+++ Raw data +++
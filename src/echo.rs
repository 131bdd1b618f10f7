//! Demo application served by `nsrouter serve`.
//!
//! An echo namespace of plain handlers, a filter and a condition, and a
//! sample controller reached through all three controller routing styles.

use serde_json::{json, Map, Value};

use crate::context::Context;
use crate::error::ConfigError;
use crate::filter::FilterPosition;
use crate::namespace::{ns_auto_router, ns_get, Namespace};
use crate::router::{MethodSet, ParamVec, Router};
use crate::controller;

fn params_json(params: &ParamVec) -> Value {
    let map: Map<String, Value> = params
        .iter()
        .map(|(k, v)| (k.to_string(), Value::String(v.clone())))
        .collect();
    Value::Object(map)
}

/// Echo the request back as JSON.
pub fn echo_handler(ctx: &mut Context) {
    let body = json!({
        "method": ctx.input.method().as_str(),
        "path": ctx.input.path(),
        "domain": ctx.domain(),
        "params": params_json(ctx.input.params()),
        "query": params_json(ctx.input.query_params()),
        "body": String::from_utf8_lossy(ctx.input.body()),
        "request_id": ctx.request_id,
    });
    ctx.output.json(200, &body);
}

/// Sample controller for the demo routes.
#[derive(Debug, Default)]
pub struct UserController;

#[controller(default_action = "index")]
impl UserController {
    pub fn index(&self, ctx: &mut Context) {
        ctx.write("user index");
    }

    pub fn list(&self, ctx: &mut Context) {
        ctx.write("i am list");
    }

    pub fn get_user(&self, ctx: &mut Context) {
        let id = ctx.param("id").or_else(|| ctx.param("p0")).unwrap_or("unknown");
        let body = json!({ "id": id });
        ctx.output.json(200, &body);
    }

    pub fn create(&self, ctx: &mut Context) {
        ctx.set_status(201);
        ctx.write("created");
    }

    pub fn finish(&self, ctx: &mut Context) {
        ctx.output
            .set_header("x-controller", "UserController".to_string());
    }
}

/// Namespaces of the demo application.
#[must_use]
pub fn demo_namespaces() -> Vec<Namespace> {
    let api = Namespace::new("/v1")
        .filter(FilterPosition::BeforeRouter, |ctx: &mut Context| {
            ctx.output
                .set_header("x-namespace", "v1".to_string());
        })
        .handle(MethodSet::Any, "/echo", echo_handler)
        .get("/echo/:id", echo_handler)
        .get("/files/*path", echo_handler)
        .router("/users", UserController, "get:List;post:Create")
        .router_get("/users/:id", UserController::get_user)
        .namespace(Namespace::with_options(
            "/ctl",
            vec![ns_auto_router(UserController)],
        ));

    // answers only when the request asks for the admin host
    let admin = Namespace::with_options(
        "/admin",
        vec![ns_get("/status", |ctx: &mut Context| {
            ctx.output.json(200, &json!({ "admin": true }));
        })],
    )
    .cond(|ctx: &Context| ctx.domain().starts_with("admin."));

    vec![api, admin]
}

/// Router for the demo application.
///
/// # Errors
///
/// Only if one of the demo namespaces is misconfigured.
pub fn demo_router() -> Result<Router, ConfigError> {
    let mut router = Router::new();
    router.add_namespaces(demo_namespaces())?;
    Ok(router)
}
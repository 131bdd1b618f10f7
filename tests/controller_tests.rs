//! Controllers generated by `#[controller]`
//!
//! Covers action discovery (public methods only), name normalization,
//! lifecycle hooks, `default_action` and mapping-string validation.

use http::Method;
use nsrouter::controller::{ControllerBinding, MethodMapping};
use nsrouter::{controller, ConfigError, Context, Controller, Dispatcher, Namespace, Router};

#[derive(Default)]
pub struct AdminController;

#[controller(default_action = "dashboard")]
impl AdminController {
    pub fn dashboard(&self, ctx: &mut Context) {
        ctx.write("dashboard");
    }

    pub fn get_user(&self, ctx: &mut Context) {
        let id = ctx.param("p0").unwrap_or("none").to_string();
        ctx.write(format!("user {id}"));
    }

    fn prepare(&self, ctx: &mut Context) {
        if ctx.input.query("locked").is_some() {
            ctx.set_status(423);
            ctx.write("locked");
        }
    }

    fn finish(&self, ctx: &mut Context) {
        ctx.output.set_header("x-admin", "done".to_string());
    }

    #[allow(dead_code)]
    fn audit(&self, _ctx: &mut Context) {}

    #[allow(dead_code)]
    pub fn not_an_action(&self) -> usize {
        0
    }
}

#[derive(Default)]
pub struct Renamed;

#[controller(name = "ShopController")]
impl Renamed {
    pub fn index(&self, ctx: &mut Context) {
        ctx.write("shop");
    }
}

fn dispatch(ns: Namespace, ctx: Context) -> Context {
    let mut router = Router::new();
    router.add_namespace(ns).unwrap();
    let mut ctx = ctx;
    Dispatcher::new(router).dispatch(&mut ctx);
    ctx
}

#[test]
fn test_only_public_action_shaped_methods_are_actions() {
    let names: Vec<&str> = AdminController.actions().iter().map(|(n, _)| *n).collect();
    assert_eq!(names, vec!["dashboard", "get_user"]);
    assert_eq!(AdminController.controller_name(), "AdminController");
    assert_eq!(AdminController.default_action(), Some("dashboard"));
}

#[test]
fn test_binding_normalizes_names() {
    let binding = ControllerBinding::new(AdminController).unwrap();
    assert_eq!(binding.route_segment(), "admin");
    assert!(binding.has_action("GetUser"));
    assert!(binding.has_action("getuser"));
    assert!(!binding.has_action("audit"));
    assert_eq!(binding.action_names(), vec!["dashboard", "get_user"]);
}

#[test]
fn test_renamed_controller_segment() {
    let ns = Namespace::new("/").auto_router(Renamed);
    let ctx = dispatch(ns, Context::new(Method::GET, "/shop/index"));
    assert_eq!(ctx.output.text(), "shop");
}

#[test]
fn test_auto_router_default_action_and_extra_segments() {
    let ctx = dispatch(
        Namespace::new("/v1").auto_router(AdminController),
        Context::new(Method::GET, "/v1/admin"),
    );
    assert_eq!(ctx.output.text(), "dashboard");
    assert_eq!(ctx.output.header("x-admin"), Some("done"));

    let ctx = dispatch(
        Namespace::new("/v1").auto_router(AdminController),
        Context::new(Method::DELETE, "/v1/admin/GetUser/17"),
    );
    assert_eq!(ctx.output.text(), "user 17");
}

#[test]
fn test_prepare_short_circuits_action_but_finish_runs() {
    let ctx = dispatch(
        Namespace::new("/v1").router("/admin", AdminController, "get:Dashboard"),
        Context::new(Method::GET, "/v1/admin?locked=1"),
    );
    assert_eq!(ctx.status(), 423);
    assert_eq!(ctx.output.text(), "locked");
    assert_eq!(ctx.output.header("x-admin"), Some("done"));
}

#[test]
fn test_mapping_only_answers_named_methods() {
    let ns = Namespace::new("/v1").router("/admin", AdminController, "get,post:Dashboard;put:GetUser");
    let ctx = dispatch(ns, Context::new(Method::PUT, "/v1/admin"));
    assert_eq!(ctx.output.text(), "user none");

    let ns = Namespace::new("/v1").router("/admin", AdminController, "get,post:Dashboard;put:GetUser");
    let ctx = dispatch(ns, Context::new(Method::DELETE, "/v1/admin"));
    assert_eq!(ctx.status(), 405);
    assert_eq!(ctx.output.header("allow"), Some("GET, POST, PUT"));
}

#[test]
fn test_empty_mapping_uses_rest_convention() {
    #[derive(Default)]
    pub struct Items;

    #[controller]
    impl Items {
        pub fn get(&self, ctx: &mut Context) {
            ctx.write("got");
        }
        pub fn post(&self, ctx: &mut Context) {
            ctx.set_status(201);
            ctx.write("posted");
        }
    }

    let ctx = dispatch(
        Namespace::new("/").router("/items", Items, ""),
        Context::new(Method::POST, "/items"),
    );
    assert_eq!(ctx.status(), 201);

    let ctx = dispatch(
        Namespace::new("/").router("/items", Items, ""),
        Context::new(Method::PATCH, "/items"),
    );
    assert_eq!(ctx.status(), 405);
}

#[test]
fn test_bad_mappings_are_reported_by_add_namespace() {
    let cases = [
        ("get:", "malformed"),
        (":List", "malformed"),
        ("bogus:List", "method"),
        ("*:Remove", "action"),
        ("  ;  ", "empty"),
    ];
    for (mapping, kind) in cases {
        let mut router = Router::new();
        let err = router
            .add_namespace(Namespace::new("/v1").router("/admin", AdminController, mapping))
            .unwrap_err();
        let ok = match kind {
            "malformed" => matches!(err, ConfigError::MalformedMapping { .. }),
            "method" => matches!(err, ConfigError::UnknownMethod { .. }),
            "action" => matches!(err, ConfigError::UnknownAction { .. }),
            _ => matches!(err, ConfigError::EmptyMapping),
        };
        assert!(ok, "mapping {mapping:?} gave {err:?}");
        assert_eq!(router.route_count(), 0);
    }
}

#[test]
fn test_mapping_grammar() {
    let mapping: MethodMapping = "get,post:Api;put:Update".parse().unwrap();
    assert_eq!(mapping.action_for(&Method::GET), Some("Api"));
    assert_eq!(mapping.action_for(&Method::POST), Some("Api"));
    assert_eq!(mapping.action_for(&Method::PUT), Some("Update"));
    assert_eq!(mapping.action_for(&Method::DELETE), None);

    let mapping = MethodMapping::parse("*:List").unwrap();
    assert_eq!(mapping.action_for(&Method::PATCH), Some("List"));
}
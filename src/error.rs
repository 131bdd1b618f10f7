use std::fmt;

/// Configuration error raised while building or registering namespaces.
///
/// Returned by [`Router::add_namespace`](crate::router::Router::add_namespace).
/// These are startup failures: a namespace that fails to compile is not
/// registered at all.
#[derive(Debug, Clone, PartialEq, Eq)]
pub enum ConfigError {
    /// A route pattern segment could not be parsed (e.g. `:` with no name).
    MalformedPattern {
        /// The full pattern as declared
        pattern: String,
        /// Why it was rejected
        reason: &'static str,
    },
    /// The same parameter name appears twice in one pattern.
    DuplicateParam {
        /// The full pattern as declared
        pattern: String,
        /// The repeated name
        name: String,
    },
    /// A wildcard segment is followed by further segments.
    WildcardNotLast {
        /// The full pattern as declared
        pattern: String,
    },
    /// A route ends at the same tree position as an existing one but binds
    /// different capture names (`/users/:id` against `/users/:uid`).
    ConflictingRoute {
        /// The pattern being registered
        pattern: String,
        /// The pattern already holding that position
        existing: String,
    },
    /// A controller mapping string contains no `method:action` pairs.
    EmptyMapping,
    /// A `method:action` pair could not be parsed.
    MalformedMapping {
        /// The offending pair
        pair: String,
    },
    /// A method token in a mapping is not an HTTP method.
    UnknownMethod {
        /// The offending token
        method: String,
    },
    /// Two controller methods normalize to the same action name.
    DuplicateAction {
        /// Controller the actions belong to
        controller: String,
        /// Normalized action name
        action: String,
    },
    /// A mapping names an action the controller does not expose.
    UnknownAction {
        /// Controller the mapping targets
        controller: String,
        /// Action named in the mapping
        action: String,
    },
    /// A filter position string is not one of the known positions.
    UnknownFilterPosition {
        /// The offending string
        position: String,
    },
}

impl fmt::Display for ConfigError {
    fn fmt(&self, f: &mut fmt::Formatter<'_>) -> fmt::Result {
        match self {
            ConfigError::MalformedPattern { pattern, reason } => {
                write!(f, "route pattern '{pattern}' is malformed: {reason}")
            }
            ConfigError::DuplicateParam { pattern, name } => {
                write!(
                    f,
                    "route pattern '{pattern}' binds parameter ':{name}' more than once"
                )
            }
            ConfigError::WildcardNotLast { pattern } => {
                write!(
                    f,
                    "route pattern '{pattern}' has a wildcard that is not the last segment"
                )
            }
            ConfigError::ConflictingRoute { pattern, existing } => {
                write!(
                    f,
                    "route pattern '{pattern}' conflicts with '{existing}': same position, different parameter names"
                )
            }
            ConfigError::EmptyMapping => {
                write!(f, "controller mapping contains no method:action pairs")
            }
            ConfigError::MalformedMapping { pair } => {
                write!(
                    f,
                    "controller mapping pair '{pair}' is malformed; expected <method>:<action>"
                )
            }
            ConfigError::UnknownMethod { method } => {
                write!(f, "'{method}' is not an HTTP method")
            }
            ConfigError::DuplicateAction { controller, action } => {
                write!(
                    f,
                    "controller '{controller}' exposes action '{action}' more than once"
                )
            }
            ConfigError::UnknownAction { controller, action } => {
                write!(
                    f,
                    "controller '{controller}' has no action '{action}'"
                )
            }
            ConfigError::UnknownFilterPosition { position } => {
                write!(
                    f,
                    "unknown filter position '{position}'; expected before, before_exec or after"
                )
            }
        }
    }
}

impl std::error::Error for ConfigError {}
+++
### Exercise aim
Starting from the top of the records and ending at the line that contains "use crate::filter::FilterPosition;", repeat each line exactly and return only those lines.

### Response to this exercise
filename src/echo.rs
repository 131bdd1b618f10f7
//! Demo application served by `nsrouter serve`.
//!
//! An echo namespace of plain handlers, a filter and a condition, and a
//! sample controller reached through all three controller routing styles.

use serde_json::{json, Map, Value};

use crate::context::Context;
use crate::error::ConfigError;
use crate::filter::FilterPosition;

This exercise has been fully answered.